Problem to work on: Exactly the lines from the line containing "blog service error" through the last line of the entries below should appear in the answer, reproduced verbatim.

Data to process:
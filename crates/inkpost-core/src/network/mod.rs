//! Debounced connectivity observer.
//!
//! The host platform feeds raw connectivity events into
//! [`NetworkMonitor::report`]. A change is published to subscribers only after
//! it has held for the debounce window, so radio handoffs that flap
//! online/offline/online never reach the sync engine.

use std::sync::{Arc, Mutex, PoisonError};
use std::time::Duration;

use tokio::sync::watch;

use crate::models::NetworkState;

/// Shared, cloneable handle to one connectivity observer.
#[derive(Clone)]
pub struct NetworkMonitor {
    inner: Arc<Inner>,
}

struct Inner {
    debounce: Duration,
    published: watch::Sender<NetworkState>,
    pending: Mutex<PendingChange>,
}

#[derive(Debug, Default)]
struct PendingChange {
    generation: u64,
    candidate: Option<NetworkState>,
}

impl std::fmt::Debug for NetworkMonitor {
    fn fmt(&self, f: &mut std::fmt::Formatter<'_>) -> std::fmt::Result {
        f.debug_struct("NetworkMonitor")
            .field("debounce", &self.inner.debounce)
            .field("current", &self.current())
            .finish()
    }
}

impl NetworkMonitor {
    /// Create a monitor that starts out publishing `initial`.
    pub fn new(initial: NetworkState, debounce: Duration) -> Self {
        let (published, _) = watch::channel(initial);
        Self {
            inner: Arc::new(Inner {
                debounce,
                published,
                pending: Mutex::new(PendingChange::default()),
            }),
        }
    }

    /// Feed a raw platform connectivity event. Never blocks.
    ///
    /// Outside a tokio runtime, or with a zero debounce, the change is
    /// published immediately.
    pub fn report(&self, raw: NetworkState) {
        let generation = {
            let mut pending = self.lock_pending();
            if pending.candidate == Some(raw) {
                return;
            }
            pending.generation += 1;
            if raw == *self.inner.published.borrow() {
                if pending.candidate.take().is_some() {
                    tracing::debug!("Connectivity flap suppressed");
                }
                return;
            }
            pending.candidate = Some(raw);
            pending.generation
        };

        if self.inner.debounce.is_zero() {
            self.settle(generation);
            return;
        }

        match tokio::runtime::Handle::try_current() {
            Ok(handle) => {
                let monitor = self.clone();
                let debounce = self.inner.debounce;
                handle.spawn(async move {
                    tokio::time::sleep(debounce).await;
                    monitor.settle(generation);
                });
            }
            Err(_) => self.settle(generation),
        }
    }

    fn settle(&self, generation: u64) {
        let mut pending = self.lock_pending();
        if pending.generation != generation {
            return;
        }
        let Some(state) = pending.candidate.take() else {
            return;
        };

        let changed = self.inner.published.send_if_modified(|current| {
            if *current == state {
                false
            } else {
                *current = state;
                true
            }
        });
        if changed {
            tracing::info!(
                "Network state changed: connected={} reachable={:?} type={} offline={}",
                state.is_connected,
                state.is_internet_reachable,
                state.connection_type,
                state.is_offline()
            );
        }
    }

    fn lock_pending(&self) -> std::sync::MutexGuard<'_, PendingChange> {
        self.inner
            .pending
            .lock()
            .unwrap_or_else(PoisonError::into_inner)
    }

    /// Latest published (debounced) state
    pub fn current(&self) -> NetworkState {
        *self.inner.published.borrow()
    }

    pub fn is_offline(&self) -> bool {
        self.current().is_offline()
    }

    /// Subscribe to published states.
    ///
    /// The first `changed()` on the returned receiver resolves immediately
    /// with the current state.
    pub fn subscribe(&self) -> watch::Receiver<NetworkState> {
        let mut receiver = self.inner.published.subscribe();
        receiver.mark_changed();
        receiver
    }
}
//! Error types for inkpost-core

use thiserror::Error;

use crate::remote::RemoteError;

/// Result type alias using inkpost-core's Error
pub type Result<T> = std::result::Result<T, Error>;

/// Errors that can occur in inkpost-core operations
#[derive(Error, Debug)]
pub enum Error {
    /// Database error
    #[error("Database error: {0}")]
    Database(String),

    /// `SQLite` error
    #[error("SQLite error: {0}")]
    Sqlite(#[from] rusqlite::Error),

    /// IO error
    #[error("IO error: {0}")]
    Io(#[from] std::io::Error),

    /// Draft or cache entry not found
    #[error("Not found: {0}")]
    NotFound(String),

    /// Invalid input
    #[error("Invalid input: {0}")]
    InvalidInput(String),

    /// Serialization error
    #[error("Serialization error: {0}")]
    Serialization(#[from] serde_json::Error),

    /// Local persistence failure that is not a plain `SQLite` error
    #[error("Storage error: {0}")]
    Storage(String),

    /// Remote blog service error
    #[error(transparent)]
    Remote(#[from] RemoteError),
}

impl Error {
    /// True for failures of the local persistence layer.
    pub const fn is_storage(&self) -> bool {
        matches!(
            self,
            Self::Database(_) | Self::Sqlite(_) | Self::Io(_) | Self::Storage(_)
        )
    }
}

Result of this exercise:
    /// Remote blog service error
    #[error(transparent)]
    Remote(#[from] RemoteError),
}

impl Error {
    /// True for failures of the local persistence layer.
    pub const fn is_storage(&self) -> bool {
        matches!(
            self,
            Self::Database(_) | Self::Sqlite(_) | Self::Io(_) | Self::Storage(_)
        )
    }
}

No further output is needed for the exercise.